Yield: Part of Bigger Productivity Picture

Cost of ownership and the bottom line drive manufacturing decisions now more than ever. This is ever-apparent in the critical area of yield management, where capital spent to improve yield must also be justified. But it is not like the old days prior to advanced process control and equipment control. Today, yield management is part of a larger productivity picture in the fab that can and is being looked at from the enterprise level. All the pieces of yield are being brought together. Yield management encompasses defect detection and characterization, wafer environment contamination control and monitoring, yield learning, yield modeling, ramping, management, and continuous improvement. It includes wafer yield, probe yield, parametric yield, packaged device yield, and analysis of failed product.

The greatest challenges for the industry? Not unlike in other areas, it means achieving higher yields faster with fewer false starts (capture of nuisance defects), better feedback loops, and capturing all the relevant yield hits for new materials in front-end-of-line (FEOL) and back-end-of-line (BEOL) processes during a fast ramp up.

Interestingly, in its quest for wafer-level control (WLC) of variation, the industry has not found integrated metrology (IM) to be a suitable drop-in replacement for standalone metrology that it once might have appeared to be. This was examined in detail in our cover story in June by Advanced Micro Devices (AMD).¹ Instead, AMD is finding that processes rarely exhibit within-lot instability, and most of the wafer-level variation is actually a combination of systematic contributions from upstream equipment. Key drivers in determining what control strategy should be adopted include factory efficiency, yield enhancement and cost effectiveness. IM complements standalone metrology as process and factory needs change, and it helps with pattern-limited yield. With the combination of standalone metrology and dynamic sampling, the company was able to produce WLC that approaches the performance of wafer-to-wafer feed-forward control with IM.¹ In the 2005 International Technology Roadmap for Semiconductors (ITRS), the Yield Enhancement working group identified four key topical areas: yield modeling and defect budget, defect detection and characterization, yield learning, and wafer environment(s) contamination control. In Semiconductor International's recent technology webcast series, the Electronics Manufacturing Summit (www.emsummit.com), technology working group chair Lothar Pfitzner summarized the overall chapter, while co-chair Kevin Pate of Intel elaborated on the wafer environment contamination control section.

As features scale, one of the greatest challenges is increasing inspection sensitivity and reducing the amount of background noise detected in the process. Because systematic defects typically dominate sub-130 nm processes, systematic yield loss mechanisms must be identified and eradicated through logic diagnostic capability, which, again, must be high in throughput. Greater sensitivity and throughput are needed for defect detection, review and classification routines. The latest version of the ITRS summarizes the needs for rapid yield learning well: "Automated, intelligent analysis and reduction algorithms, which correlate facility, design, process, test and work-in-progress (WIP) data, will have to be developed to enable rapid yield learning."

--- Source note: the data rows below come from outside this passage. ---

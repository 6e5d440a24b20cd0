//! Per-resource operation handlers
//!
//! Every handler receives an [`OperationContext`] for one item and returns
//! the JSON records that item produces.

pub mod blacklists;
pub mod campaigns;
pub mod email_accounts;
pub mod leads;
pub mod replies;
pub mod sequence_steps;
pub mod tags;
pub mod webhooks;
pub mod workspaces;

use crate::clients::{ApiRequest, ApiTransport};
use crate::constants::DEFAULT_LIMIT;
use crate::error::Result;
use crate::params::{ParameterSource, Params};
use crate::response::{self, Listing};
use crate::workflow::{ExecutionEvent, ExecutionObserver, Outcome};
use serde_json::{json, Value};

/// Everything a handler may touch while processing one item
pub struct OperationContext<'a> {
    transport: &'a dyn ApiTransport,
    observer: &'a dyn ExecutionObserver,
    params: Params<'a>,
}

impl<'a> OperationContext<'a> {
    pub fn new(
        transport: &'a dyn ApiTransport,
        source: &'a dyn ParameterSource,
        observer: &'a dyn ExecutionObserver,
        item_index: usize,
    ) -> Self {
        Self {
            transport,
            observer,
            params: Params::new(source, observer, item_index),
        }
    }

    pub fn params(&self) -> &Params<'a> {
        &self.params
    }

    pub fn item_index(&self) -> usize {
        self.params.item_index()
    }

    pub fn observer(&self) -> &dyn ExecutionObserver {
        self.observer
    }

    /// Raw response body
    pub async fn call(&self, request: ApiRequest) -> Result<Value> {
        self.observer.record(ExecutionEvent::RequestIssued {
            item_index: self.item_index(),
            method: request.method,
            path: request.path.clone(),
        });
        self.transport.send(request).await
    }

    /// Response with the `data` envelope removed
    pub async fn fetch(&self, request: ApiRequest) -> Result<Value> {
        Ok(response::unwrap_data(self.call(request).await?))
    }

    /// Single-entity call turned into output records
    pub async fn records(&self, request: ApiRequest) -> Result<Vec<Value>> {
        Ok(response::unwrap_records(self.call(request).await?))
    }

    /// `returnAll` / `limit` driven list call
    pub async fn list(&self, request: ApiRequest) -> Result<Vec<Value>> {
        let listing = self.listing()?;
        self.observer.record(ExecutionEvent::RequestIssued {
            item_index: self.item_index(),
            method: request.method,
            path: request.path.clone(),
        });
        response::collect_list(self.transport, request, listing).await
    }

    pub fn listing(&self) -> Result<Listing> {
        if self.params.bool_or("returnAll", false) {
            Ok(Listing::All)
        } else {
            Ok(Listing::Limit(self.params.u64_or("limit", DEFAULT_LIMIT)?))
        }
    }

    /// Issue a delete and acknowledge it with `{success, id}`
    pub async fn delete(&self, path: String, id: &str) -> Result<Vec<Value>> {
        self.call(ApiRequest::delete(path)).await?;
        Ok(vec![json!({"success": true, "id": id})])
    }

    /// Hand the dependent steps of a composite operation to the observer
    pub fn report<T>(&self, outcome: &Outcome<T>) {
        for dependent in &outcome.dependents {
            let event = match dependent {
                Ok(step) => ExecutionEvent::DependentStepSucceeded {
                    item_index: self.item_index(),
                    step: *step,
                },
                Err(e) => ExecutionEvent::DependentStepFailed {
                    item_index: self.item_index(),
                    step: e.step,
                    error: e.message.clone(),
                },
            };
            self.observer.record(event);
        }
    }
}

/// `id` field of a created entity, unwrapped or not
pub(crate) fn entity_id(entity: &Value) -> Option<i64> {
    let id = entity.get("id")?;
    id.as_i64()
        .or_else(|| id.as_str().and_then(crate::params::parse_id_token))
}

We summarized the most important near-term (M32 nm) difficult challenges in yield enhancement in our January issue.² Because the detection of particles at the critical size may not exist, fabs may have to settle for detection of defects on or about the size of the critical dimension (depending on the process step). One of the growing needs is to measure line-edge roughness and be able to correlate such features to device leakage and performance. High-aspect-ratio feature inspection has been an ongoing concern, especially for memory manufacturers, but also in logic with the vast populations of contacts and vias. E-beam inspection does not meet the throughput requirements for this application.

Looking at the long-term difficult challenges, of course, nothing gets easier with respect to yield enhancement. Today, there is little correlation between type of contaminant and yield. For instance, some organic materials may have a greater impact on device yield than other organic contaminants. Wafer bevel and edge regions must be better controlled. Parametric-sensitive yield models are needed.

The defect budget target calculations for the 2005, 2003 and 2001 ITRS were all based on results of three studies of particle per wafer pass (PWP) levels at Sematech member companies (2000, 1999 and 1997). These targets were extrapolated from median PWP value per generic process tool type, and then scaled to microprocessor- and DRAM-generic process flows. A negative binomial model is used, where overall die yield is the product of systematic and random defect-limited yield. Table 1 shows the yield and product maturity assumptions used to calculate electrical fault density values and PWP defect budget targets for MPUs and DRAMs. Table 2 is an excerpt of the random PWP defect budget targets necessary to meet the stated assumptions for a cost-performance MPU with primarily logic transistor functionality and a small cache.